Temple University Jazz Band
Terell Stafford, director
Covid Sessions: A Social Call is available for streaming and download on all major platforms. Physical CDs are available for purchase on Bandcamp.
2020 was shaping up to be a banner year for the Temple University Jazz Band. It kicked off in January with a victory in the inaugural Jack Rudin Jazz Championship at Jazz at Lincoln Center.

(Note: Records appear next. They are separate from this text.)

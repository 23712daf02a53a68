//! Read-only event queries for inspection and debugging.
//!
//! Separate from [`super::EventStore`] so write-side implementations are not
//! forced to support ad-hoc filtering. All queries are tenant-scoped and
//! paginated.

use chrono::{DateTime, Utc};
use serde::{Deserialize, Serialize};
use stockpilot_core::{AggregateId, TenantId};

use crate::event_store::{EventStoreError, StoredEvent};

/// Pagination parameters for event queries.
#[derive(Debug, Clone, Copy, Serialize, Deserialize)]
pub struct Pagination {
    /// Maximum number of events to return.
    pub limit: u32,
    /// Offset for pagination (0-based).
    pub offset: u32,
}

impl Default for Pagination {
    fn default() -> Self {
        Self {
            limit: 50,
            offset: 0,
        }
    }
}

impl Pagination {
    /// Build pagination from optional query parameters; the limit is capped
    /// at 1000 to bound result sizes.
    pub fn new(limit: Option<u32>, offset: Option<u32>) -> Self {
        Self {
            limit: limit.unwrap_or(50).min(1000),
            offset: offset.unwrap_or(0),
        }
    }
}

/// Filter criteria for event queries. Every field is optional; `None` means
/// "do not filter on this".
#[derive(Debug, Clone, Default, Serialize, Deserialize)]
pub struct EventFilter {
    pub aggregate_id: Option<AggregateId>,
    /// e.g. "inventory.stock_item"
    pub aggregate_type: Option<String>,
    /// e.g. "inventory.stock.received"
    pub event_type: Option<String>,
    /// Inclusive lower bound on `occurred_at`.
    pub occurred_after: Option<DateTime<Utc>>,
    /// Inclusive upper bound on `occurred_at`.
    pub occurred_before: Option<DateTime<Utc>>,
}

/// Paginated event query result.
#[derive(Debug, Clone, Serialize, Deserialize)]
pub struct EventQueryResult {
    pub events: Vec<StoredEvent>,
    /// Total number of events matching the filter (across all pages).
    pub total: u64,
    pub pagination: Pagination,
    /// Whether further pages exist beyond this one.
    pub has_more: bool,
}

/// Async query interface over the event log.
///
/// Results are ordered by `occurred_at` descending, then `sequence_number`
/// ascending, so the newest activity comes first while events sharing a
/// timestamp keep their stream order.
#[async_trait::async_trait]
pub trait EventQuery: Send + Sync {
    /// Query events for a tenant with optional filters and pagination.
    async fn query_events(
        &self,
        tenant_id: TenantId,
        filter: EventFilter,
        pagination: Pagination,
    ) -> Result<EventQueryResult, EventStoreError>;

    /// Get events for a specific aggregate stream.
    ///
    /// Convenience wrapper over `query_events`. Note the interface-wide
    /// ordering applies; use `EventStore::load_stream` when strict sequence
    /// order is required (e.g. for rehydration).
    async fn get_aggregate_events(
        &self,
        tenant_id: TenantId,
        aggregate_id: AggregateId,
        pagination: Option<Pagination>,
    ) -> Result<EventQueryResult, EventStoreError> {
        let filter = EventFilter {
            aggregate_id: Some(aggregate_id),
            ..Default::default()
        };
        self.query_events(tenant_id, filter, pagination.unwrap_or_default())
            .await
    }

    /// Get a single event by its ID, if it exists and belongs to the tenant.
    async fn get_event_by_id(
        &self,
        tenant_id: TenantId,
        event_id: uuid::Uuid,
    ) -> Result<Option<StoredEvent>, EventStoreError>;
}
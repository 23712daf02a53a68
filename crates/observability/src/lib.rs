//! Shared tracing/logging setup for stockpilot binaries.

/// Initialize process-wide observability (tracing/logging).
///
/// This is safe to call multiple times; subsequent calls become no-ops.
pub fn init() {
    tracing::init();
}

/// Tracing configuration (filters, output format).
pub mod tracing;
//! HS256 token verification behind an object-safe trait.

use chrono::{DateTime, Utc};
use jsonwebtoken::{Algorithm, DecodingKey, Validation};

use crate::claims::{validate_claims, JwtClaims, TokenValidationError};

/// Verifies a bearer token and returns its claims.
///
/// Object-safe so the HTTP layer can hold `Arc<dyn JwtValidator>` and tests
/// can swap in their own implementation. `now` is injected to keep the time
/// checks deterministic.
pub trait JwtValidator: Send + Sync {
    fn validate(&self, token: &str, now: DateTime<Utc>) -> Result<JwtClaims, TokenValidationError>;
}

/// HS256 validator over a shared secret.
pub struct Hs256JwtValidator {
    key: DecodingKey,
    validation: Validation,
}

impl Hs256JwtValidator {
    pub fn new(secret: Vec<u8>) -> Self {
        let mut validation = Validation::new(Algorithm::HS256);
        // Claims carry RFC3339 timestamps rather than numeric exp/iat, so the
        // library's registered-claim checks are disabled and the time window
        // is enforced by `validate_claims` instead.
        validation.validate_exp = false;
        validation.required_spec_claims.clear();

        Self {
            key: DecodingKey::from_secret(&secret),
            validation,
        }
    }
}

impl JwtValidator for Hs256JwtValidator {
    fn validate(&self, token: &str, now: DateTime<Utc>) -> Result<JwtClaims, TokenValidationError> {
        let data = jsonwebtoken::decode::<JwtClaims>(token, &self.key, &self.validation)
            .map_err(|e| TokenValidationError::Malformed(e.to_string()))?;

        validate_claims(&data.claims, now)?;
        Ok(data.claims)
    }
}

#[cfg(test)]
mod tests {
    use super::*;
    use chrono::Duration;
    use jsonwebtoken::{EncodingKey, Header};
    use stockpilot_core::TenantId;

    use crate::{PrincipalId, Role};

    fn mint(secret: &str, issued_at: DateTime<Utc>, expires_at: DateTime<Utc>) -> String {
        let claims = JwtClaims {
            sub: PrincipalId::new(),
            tenant_id: TenantId::new(),
            roles: vec![Role::new("admin")],
            issued_at,
            expires_at,
        };
        jsonwebtoken::encode(
            &Header::new(Algorithm::HS256),
            &claims,
            &EncodingKey::from_secret(secret.as_bytes()),
        )
        .unwrap()
    }

    #[test]
    fn valid_token_round_trips() {
        let now = Utc::now();
        let token = mint("s3cret", now - Duration::minutes(1), now + Duration::minutes(5));

        let validator = Hs256JwtValidator::new(b"s3cret".to_vec());
        let claims = validator.validate(&token, now).unwrap();
        assert!(claims.roles.iter().any(|r| r.as_str() == "admin"));
    }

    #[test]
    fn wrong_secret_fails_verification() {
        let now = Utc::now();
        let token = mint("s3cret", now - Duration::minutes(1), now + Duration::minutes(5));

        let validator = Hs256JwtValidator::new(b"other".to_vec());
        match validator.validate(&token, now) {
            Err(TokenValidationError::Malformed(_)) => {}
            other => panic!("Expected Malformed, got {other:?}"),
        }
    }

    #[test]
    fn expired_token_is_rejected_after_decode() {
        let now = Utc::now();
        let token = mint("s3cret", now - Duration::minutes(10), now - Duration::minutes(1));

        let validator = Hs256JwtValidator::new(b"s3cret".to_vec());
        match validator.validate(&token, now) {
            Err(TokenValidationError::Expired) => {}
            other => panic!("Expected Expired, got {other:?}"),
        }
    }
}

The ensemble earned top honors in competition with ten of the nation’s most renowned university jazz programs, selected by an esteemed panel of judges including iconic bassist Ron Carter; trumpet player Tanya Darby; drummer and bandleader Jeff Hamilton; baritone saxophonist Gary Smulyan; and Jazz at Lincoln Center director and legendary trumpeter Wynton Marsalis.

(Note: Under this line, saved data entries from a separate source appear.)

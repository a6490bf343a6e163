use tokio::sync::mpsc;
use tokio::time::{self, Instant, MissedTickBehavior};

use crate::config::StreamSettings;

use super::events::ServerEvent;
use super::session::StreamSession;

/// Why a streaming task returned.
#[derive(Clone, Debug, PartialEq, Eq)]
pub enum StreamExit {
    /// The camera produced its last frame.
    SourceEnded,
    /// The outbound channel closed: the subscriber is gone.
    SubscriberGone,
    /// Too many consecutive capture failures, or the worker died.
    Failed(String),
}

/// Drive one session until its source ends, its subscriber leaves, or it fails.
///
/// Frames are paced to `settings.target_fps`; capture and detection run on the
/// blocking pool so a slow camera never stalls the runtime. Terminal events
/// (`stream_stopped`, `stream_error`) are sent here, except for an explicit
/// stop, which the connection handler reports after aborting the task.
pub async fn run_stream(
    mut session: StreamSession,
    events: mpsc::Sender<ServerEvent>,
    settings: StreamSettings,
) -> StreamExit {
    let source = session.source_name();
    let mut pacing = time::interval(settings.frame_interval());
    pacing.set_missed_tick_behavior(MissedTickBehavior::Delay);

    let mut consecutive_errors = 0u32;
    let mut last_alert: Option<Instant> = None;

    loop {
        pacing.tick().await;
        if events.is_closed() {
            log::info!("subscriber left; closing stream {}", source);
            return StreamExit::SubscriberGone;
        }

        let joined = tokio::task::spawn_blocking(move || {
            let step = session.step();
            (session, step)
        })
        .await;
        let step = match joined {
            Ok((returned, step)) => {
                session = returned;
                step
            }
            Err(err) => {
                let message = format!("stream worker for {} failed: {}", source, err);
                log::error!("{}", message);
                let _ = events.send(ServerEvent::error(message.clone())).await;
                return StreamExit::Failed(message);
            }
        };

        match step {
            Ok(Some(packet)) => {
                consecutive_errors = 0;
                let alert = packet.person_confirmed
                    && last_alert
                        .map(|at| at.elapsed() >= settings.alert_cooldown)
                        .unwrap_or(true);
                if events.send(packet.into_event()).await.is_err() {
                    return StreamExit::SubscriberGone;
                }
                if alert {
                    log::info!("person detected on {}", source);
                    last_alert = Some(Instant::now());
                    if events.send(ServerEvent::person_alert()).await.is_err() {
                        return StreamExit::SubscriberGone;
                    }
                }
            }
            Ok(None) => {
                log::info!(
                    "camera stream {} ended after {} frames",
                    source,
                    session.frames_captured()
                );
                let _ = events.send(ServerEvent::stopped("camera stream ended")).await;
                return StreamExit::SourceEnded;
            }
            Err(err) => {
                consecutive_errors += 1;
                log::warn!(
                    "frame capture failed on {} ({}/{}): {:#}",
                    source,
                    consecutive_errors,
                    settings.max_consecutive_errors,
                    err
                );
                if consecutive_errors >= settings.max_consecutive_errors {
                    let message = format!(
                        "camera stream failed after {} consecutive errors: {:#}",
                        consecutive_errors, err
                    );
                    let _ = events.send(ServerEvent::error(message.clone())).await;
                    return StreamExit::Failed(message);
                }
            }
        }
    }
}
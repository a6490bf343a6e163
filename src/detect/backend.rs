use anyhow::Result;

use crate::detect::result::PersonScan;
use crate::frame::Frame;

/// Person classifier backend.
///
/// Backends load their model once at construction and reuse it for every
/// call. `detect_person` takes `&mut self` because inference handles are not
/// safe to drive from several threads at once; share a backend across streams
/// through [`SharedClassifier`](crate::detect::SharedClassifier), which
/// serialises calls behind a mutex.
///
/// Implementations must not retain the frame beyond the call.
pub trait PersonClassifier: Send {
    /// Backend identifier.
    fn name(&self) -> &'static str;

    /// Look for people in a frame already known to contain motion.
    fn detect_person(&mut self, frame: &Frame) -> Result<PersonScan>;

    /// Optional warm-up hook, run once before the first stream starts.
    fn warm_up(&mut self) -> Result<()> {
        Ok(())
    }
}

This lofty honor followed by a mere month the band’s performance at The Midwest Clinic, the prestigious international band and orchestra conference held in Chicago. “We were really flying high,” declared a proud Terell Stafford, Director of Jazz and Instrumental Studies at Temple University. “Then the pandemic happened and we all went our separate ways.”
The coronavirus pandemic and subsequent quarantine disrupted virtually everyone’s lives around the globe, in sometimes major, sometimes relatively minor but no less jarring ways. For the Temple University Jazz Band, it meant not only an abrupt end to a stellar academic year, but also threatened to throw Stafford’s plans to document this stellar band into total disarray. Besides being a first-class educator, however, Stafford is also a veteran jazz musician and therefore, of course, knows how to improvise in any situation.
Thus the album you’re now listening to: The COVID Sessions, a big band album unique in the annals of jazz history. A 21-piece ensemble like the Temple University Jazz Band inevitably takes up considerable real estate on whatever stage it performs upon, but this recording expands that notion to unprecedented extremes. A single ensemble piece finds the band members stretched across the continent, from Temple’s home in Philadelphia to spots as far-flung as Missouri, Texas and Florida, wherever the students found themselves when the country went into lockdown.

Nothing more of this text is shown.